Zum Buch:
Wem das hochgelobte und 2021 auf Deutsch erschienene Buch Geflochtenes Süßgras der amerikanischen Ökologin Robin Wall Kimmerer mit seinen über vierhundertfünfzig Seiten zu umfangreich war, dem sei jetzt die wunderschön gestaltete Sonderausgabe mit Auszügen aus Kimmerers anregender Gedankenwelt ans Herz gelegt. Mit den „Geschenkbüchern“ ist es bei uns BuchhändlerInnen so eine Sache: schafft es ein schönes Büchlein, auf meist wenigen Seiten etwas inhaltlich Tiefgehendes zu vermitteln? Bei der hier empfohlenen Ehrenhafte Ernte mit einem Vorwort von Mithu Sanyal ist die Antwort ganz eindeutig: ja!

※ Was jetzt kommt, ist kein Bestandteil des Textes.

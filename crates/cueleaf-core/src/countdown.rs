//! Pre-roll countdown that gates playback.

use crate::clock::SharedClock;
use crate::events::EventBus;
use serde::Serialize;
use std::sync::mpsc::Receiver;
use std::time::{Duration, Instant};
use tracing::debug;

const STEP: Duration = Duration::from_secs(1);

#[derive(Debug, Clone, Copy, PartialEq, Eq, Serialize)]
#[serde(tag = "event", rename_all = "kebab-case")]
pub enum CountdownEvent {
    CountdownRemaining { seconds: u32 },
    CountdownCompleted,
}

pub struct Countdown {
    clock: SharedClock,
    remaining: u32,
    next_at: Option<Instant>,
    events: EventBus<CountdownEvent>,
}

impl Countdown {
    pub fn new(clock: SharedClock) -> Self {
        Self {
            clock,
            remaining: 0,
            next_at: None,
            events: EventBus::new(),
        }
    }

    pub fn subscribe(&mut self) -> Receiver<CountdownEvent> {
        self.events.subscribe()
    }

    /// Begin counting down. Zero completes before returning. Restarting an
    /// active countdown abandons the previous run without completing it.
    pub fn start(&mut self, seconds: u32) {
        if seconds == 0 {
            self.finish();
            return;
        }
        self.remaining = seconds;
        self.next_at = Some(self.clock.now() + STEP);
        debug!(seconds, "Countdown started");
        self.events.emit(CountdownEvent::CountdownRemaining { seconds });
    }

    pub fn poll(&mut self, now: Instant) {
        while let Some(due) = self.next_at {
            if now < due {
                break;
            }
            self.remaining = self.remaining.saturating_sub(1);
            if self.remaining == 0 {
                self.finish();
                break;
            }
            self.next_at = Some(due + STEP);
            self.events.emit(CountdownEvent::CountdownRemaining {
                seconds: self.remaining,
            });
        }
    }

    pub fn skip(&mut self) {
        if self.is_active() {
            debug!(remaining = self.remaining, "Countdown skipped");
            self.finish();
        }
    }

    /// Abandon the countdown without completing it.
    pub fn cancel(&mut self) {
        if self.is_active() {
            debug!(remaining = self.remaining, "Countdown cancelled");
        }
        self.next_at = None;
        self.remaining = 0;
    }

    pub fn is_active(&self) -> bool {
        self.next_at.is_some()
    }

    pub fn remaining(&self) -> u32 {
        self.remaining
    }

    fn finish(&mut self) {
        self.next_at = None;
        self.remaining = 0;
        self.events.emit(CountdownEvent::CountdownCompleted);
    }
}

In Zeiten von Klimawandel und einer allumfassenden ökologischen Krise, mit eklatantem Artensterben, schwindender Biodiversität und sich häufenden Extremwetterereignissen gibt es zwar keine einfachen Antworten auf hochkomplexe Fragen und Aufgabenstellungen, der Umgang sogenannter „indigener Kulturen“ mit der Natur steht jedoch nicht umsonst seit Jahren immer wieder im Fokus verschiedener wissenschaftlicher Betrachtungen.
Robin Wall Kimmerer, selbst Mitglied der “Citizen Potawatomi Nation”, also eine Native American, verbindet auf besonders anschauliche und berührende Weise botanische Forschungserkenntnisse mit indigenem Wissen. Der Grundgedanke einer Einheit von Mensch und Natur, der bei vielen indigenen Völkern Wahrnehmung und Umgebung prägt, steht in großem Kontrast zur Nutzung und Ausbeutung der Natur in den meisten Industrienationen. Durch die Missdeutung (?) des christlichen Schöpfungshymnus „Macht Euch die Erde untertan“ wird der Mensch von der Natur getrennt und steht fortan in einem Konkurrenz- und Ausbeutungsverhältnis.
Kimmerer weist darauf hin, dass schon die Grammatik der Sprache den Menschen vom Ding durch ein sächliches Personalpronomen, ein „es“, unterscheidet. Auch wenn der Mensch um die höchst lebendigen Prozesse in Pflanzen- und Tierwelt weiß, werden Wälder ohne Scham gefällt, Meere überfischt, Gas aus den tiefsten Schichten der Erde gepresst. Kimmerer plädiert für eine bewusst maßvolle, „ehrenhafte“ Ernte, bei der Natur und Mensch in einem respektvollen Austausch miteinander stehen.
Hoffnung machen die Gerichtsprozesse der vergangenen Jahre, an deren Ende ein Fluss oder eine Region als juristische Person mit eigenen Rechten anerkannt wurde. Das holt die Wahrnehmung der Natur als Mutter oder doch zumindest Schwester aller Menschen aus dem oftmals belächelten Randbereich von Bäume umarmenden Naturfreaks heraus. Mit der lebensbejahenden Botschaft einer klugen Frau und den Illustrationen der preisgekrönten Hanna Zeckau, kann man dieses Büchlein uneingeschränkt jedem in die Hand geben.